Stored data entries:
■ ■ ■ ■ ■

/// ACTION SCHEDULING TESTS
mod scheduling_tests {
    use super::*;

    struct Arena {
        world: ServerWorld,
        factory: ActionFactory,
        hero: EntityId,
        imp: EntityId,
    }

    impl Arena {
        fn new() -> Self {
            let mut world = ServerWorld::new();
            let hero = world.spawn_character("Hero", CharacterClass::Tank, Vec3::ZERO, None);
            let imp = world.spawn_character("Imp", CharacterClass::Imp, Vec3::new(0.0, 0.0, 10.0), None);
            Self {
                world,
                factory: ActionFactory::new(Arc::new(ActionCatalog::default())),
                hero,
                imp,
            }
        }

        fn play(&mut self, data: ActionRequestData, now: f32) {
            let factory = &mut self.factory;
            self.world.set_time(now);
            self.world
                .with_action_player(self.hero, |player, world| {
                    player.play_action(world, factory, data, now)
                })
                .unwrap();
        }

        fn tick(&mut self, now: f32, dt: f32) {
            self.world.update(&mut self.factory, now, dt);
        }

        fn player(&self) -> &ServerActionPlayer {
            self.world.action_player(self.hero).unwrap()
        }

        fn blocking_count(&self) -> usize {
            let player = self.player();
            player.running_action_count() - player.non_blocking_action_ids().len()
        }
    }

    /// A closing request on a new target is preceded by target and chase
    #[test]
    fn closing_request_expands_to_target_chase_action() {
        let mut arena = Arena::new();
        let imp = arena.imp;

        arena.play(
            ActionRequestData::new(TANK_BASE_ATTACK).with_targets(vec![imp]).closing(),
            0.0,
        );

        // the target action starts first and steps aside at once
        assert_eq!(arena.player().non_blocking_action_ids(), vec![GENERAL_TARGET]);
        assert_eq!(
            arena.player().queued_action_ids(),
            vec![GENERAL_CHASE, TANK_BASE_ATTACK]
        );
        assert_eq!(arena.world.target_of(arena.hero), Some(imp));
    }

    /// Twenty rapid requests only fill the queue up to the depth ceiling
    #[test]
    fn rapid_requests_truncated_at_depth_ceiling() {
        let mut arena = Arena::new();

        for _ in 0..20 {
            arena.play(ActionRequestData::new(TANK_BASE_ATTACK).queued(), 0.0);
        }

        let queued = arena.player().queued_action_ids();
        assert_eq!(queued.len(), 4);
        assert!(arena.player().queue_time_depth(0.0) < MAX_QUEUE_TIME_DEPTH + 0.5);
        assert_eq!(arena.factory.allocated_count(), 4);
    }

    /// Whatever is requested, at most one action holds the blocking slot
    #[test]
    fn never_more_than_one_blocking_action() {
        let mut arena = Arena::new();
        let imp = arena.imp;
        let requests = [
            ActionRequestData::new(ROGUE_STEALTH),
            ActionRequestData::new(TANK_BASE_ATTACK).queued(),
            ActionRequestData::new(ARCHER_VOLLEY).queued(),
            ActionRequestData::new(TANK_BASE_ATTACK).with_targets(vec![imp]).closing(),
        ];

        let dt = 1.0 / 60.0;
        for step in 0..240 {
            let now = step as f32 * dt;
            if step % 30 == 0 {
                arena.play(requests[(step / 30) % requests.len()].clone(), now);
            }
            arena.tick(now, dt);
            assert!(arena.blocking_count() <= 1, "step {}", step);
        }
    }

    /// A cooled-down action cannot start twice within its reuse time
    #[test]
    fn cooldown_prevents_early_restart() {
        let mut arena = Arena::new();
        arena.play(ActionRequestData::new(ARCHER_VOLLEY), 0.0);
        arena.tick(1.0, 1.0);

        arena.play(ActionRequestData::new(ARCHER_VOLLEY), 1.5);
        assert_eq!(arena.player().last_used(ARCHER_VOLLEY), Some(0.0));

        arena.play(ActionRequestData::new(ARCHER_VOLLEY), 3.0);
        assert_eq!(arena.player().last_used(ARCHER_VOLLEY), Some(3.0));
    }

    /// A chase with nothing to chase declines and leaves movement alone
    #[test]
    fn declined_start_runs_no_shutdown_hook() {
        let mut arena = Arena::new();
        arena.world.set_destination(arena.hero, Vec3::new(5.0, 0.0, 0.0));

        arena.play(ActionRequestData::new(GENERAL_CHASE), 0.0);

        assert!(arena.player().queued_action_ids().is_empty());
        assert!(arena.world.is_moving(arena.hero));
        assert_eq!(arena.factory.pooled_count(GENERAL_CHASE), 1);
    }

    /// A closing melee attack walks into range before swinging
    #[test]
    fn chase_then_attack_reaches_target() {
        let mut arena = Arena::new();
        let imp = arena.imp;

        arena.play(
            ActionRequestData::new(TANK_BASE_ATTACK).with_targets(vec![imp]).closing(),
            0.0,
        );
        let dt = 1.0 / 60.0;
        for step in 1..=300 {
            arena.tick(step as f32 * dt, dt);
        }

        let hero = arena.world.position(arena.hero).unwrap();
        let target = arena.world.position(imp).unwrap();
        assert!(hero.distance(&target) <= 2.2 + 0.1);
        assert!(arena.player().last_used(TANK_BASE_ATTACK).is_some());
        assert!(arena.player().queued_action_ids().is_empty());
    }
}
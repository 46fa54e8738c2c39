//! The world surface actions run against.
//!
//! Actions never own characters; they look them up by [`EntityId`] through
//! these traits. The server implements [`World`] over its authoritative
//! entity store; the client implements [`WorldQuery`] over replicated
//! snapshots, which is all the cosmetic client half of an action may touch.

use crate::action::{ActionId, ActionRequestData, BuffableValue, ProjectileInfo};
use crate::math::Vec3;
use serde::{Deserialize, Serialize};

/// Half the side of the square arena, in meters.
pub const ARENA_HALF_EXTENT: f32 = 30.0;
/// Radius of a character's body.
pub const BODY_RADIUS: f32 = 0.5;

/// Where the segment from `from` to `to` first crosses an arena wall.
pub fn raycast_arena_walls(from: Vec3, to: Vec3) -> Option<Vec3> {
    let delta = to - from;
    let mut first: Option<f32> = None;
    for (start, step) in [(from.x, delta.x), (from.z, delta.z)] {
        if step == 0.0 {
            continue;
        }
        let wall = ARENA_HALF_EXTENT.copysign(step);
        let t = (wall - start) / step;
        if (0.0..=1.0).contains(&t) {
            first = Some(first.map_or(t, |f: f32| f.min(t)));
        }
    }
    // the hit lands on the wall, never past it
    first.map(|t| {
        let hit = from + delta * t;
        Vec3::new(
            hit.x.clamp(-ARENA_HALF_EXTENT, ARENA_HALF_EXTENT),
            hit.y,
            hit.z.clamp(-ARENA_HALF_EXTENT, ARENA_HALF_EXTENT),
        )
    })
}

/// Network-wide identifier of a spawned entity (character or object).
pub type EntityId = u64;

#[derive(Debug, Clone, Copy, PartialEq, Eq, Serialize, Deserialize)]
pub enum LifeState {
    Alive,
    Fainted,
    Dead,
}

/// Read-only queries over the world.
pub trait WorldQuery {
    fn exists(&self, id: EntityId) -> bool;
    fn position(&self, id: EntityId) -> Option<Vec3>;
    fn facing(&self, id: EntityId) -> Option<Vec3>;
    fn life_state(&self, id: EntityId) -> Option<LifeState>;
    fn is_npc(&self, id: EntityId) -> bool;
    /// The character's currently locked target.
    fn target_of(&self, id: EntityId) -> Option<EntityId>;
    fn held_object(&self, id: EntityId) -> Option<EntityId>;
    /// Which character is carrying `object`, if any.
    fn holder_of(&self, object: EntityId) -> Option<EntityId>;
    fn is_moving(&self, id: EntityId) -> bool;
    fn is_performing_forced_movement(&self, id: EntityId) -> bool;

    /// Characters whose bodies overlap the sphere.
    fn overlap_sphere(&self, center: Vec3, radius: f32) -> Vec<EntityId>;

    /// Characters hit by a box swept from `origin` along `direction`,
    /// closest first.
    fn box_cast(&self, origin: Vec3, direction: Vec3, range: f32, half_width: f32)
        -> Vec<EntityId>;

    /// Where the segment from `from` to `to` first hits static geometry.
    fn raycast_obstacle(&self, from: Vec3, to: Vec3) -> Option<Vec3>;

    /// The closest carriable object within `range` in front of `id`.
    fn pickup_in_front(&self, id: EntityId, range: f32) -> Option<EntityId>;

    /// A buffable value as currently modified by `id`'s running actions.
    fn buffed_value(&self, _id: EntityId, kind: BuffableValue) -> f32 {
        kind.unbuffed()
    }

    /// Whether the character's animation is busy with something other than
    /// idling or locomotion.
    fn is_animating(&self, _id: EntityId) -> bool {
        false
    }

    fn is_alive(&self, id: EntityId) -> bool {
        self.life_state(id) == Some(LifeState::Alive)
    }

    /// A target is valid while it exists and is alive.
    fn is_valid_target(&self, id: EntityId) -> bool {
        self.exists(id) && self.is_alive(id)
    }

    /// Whether `other` is on the opposite side of `id`.
    fn is_foe(&self, id: EntityId, other: EntityId) -> bool {
        id != other && self.is_npc(id) != self.is_npc(other)
    }
}

/// Authoritative mutation of the world, available to server-side action hooks.
pub trait World: WorldQuery {
    /// Applies a hit point change; negative values are damage. The receiver's
    /// buffs scale the amount.
    fn receive_hp(&mut self, inflicter: EntityId, target: EntityId, amount: i32);
    fn revive(&mut self, inflicter: EntityId, target: EntityId, hp: i32);

    fn look_at(&mut self, id: EntityId, point: Vec3);
    fn set_target(&mut self, id: EntityId, target: Option<EntityId>);
    fn set_stealthy(&mut self, id: EntityId, stealthy: bool);

    fn follow(&mut self, id: EntityId, target: EntityId);
    fn cancel_move(&mut self, id: EntityId);
    fn teleport(&mut self, id: EntityId, position: Vec3);
    fn start_forward_charge(&mut self, id: EntityId, speed: f32, duration: f32);
    fn start_knockback(&mut self, id: EntityId, from: Vec3, speed: f32, duration: f32);

    fn set_held_object(&mut self, id: EntityId, object: Option<EntityId>);
    fn spawn_projectile(
        &mut self,
        owner: EntityId,
        info: &ProjectileInfo,
        origin: Vec3,
        direction: Vec3,
    );

    fn set_animation_trigger(&mut self, id: EntityId, trigger: &str);
    fn reset_animation_trigger(&mut self, id: EntityId, trigger: &str);

    /// Uniform roll in `[0, 1)`.
    fn roll(&mut self) -> f32;

    fn client_play_action(&mut self, id: EntityId, data: &ActionRequestData);
    fn client_cancel_all_actions(&mut self, id: EntityId);
    fn client_cancel_actions_by_id(&mut self, id: EntityId, action_id: ActionId);
    fn client_stopped_charging_up(&mut self, id: EntityId, percent: f32);
}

■ ■ ■ ■ ■

* **What to do**: Working from the records above, write out verbatim only the lines from the line containing "fn play(&mut self, data: ActionRequestData, now: f32)" through the line containing "fn tick(&mut self, now: f32, dt: f32)".

* **Expected answer**:
        fn play(&mut self, data: ActionRequestData, now: f32) {
            let factory = &mut self.factory;
            self.world.set_time(now);
            self.world
                .with_action_player(self.hero, |player, world| {
                    player.play_action(world, factory, data, now)
                })
                .unwrap();
        }

        fn tick(&mut self, now: f32, dt: f32) {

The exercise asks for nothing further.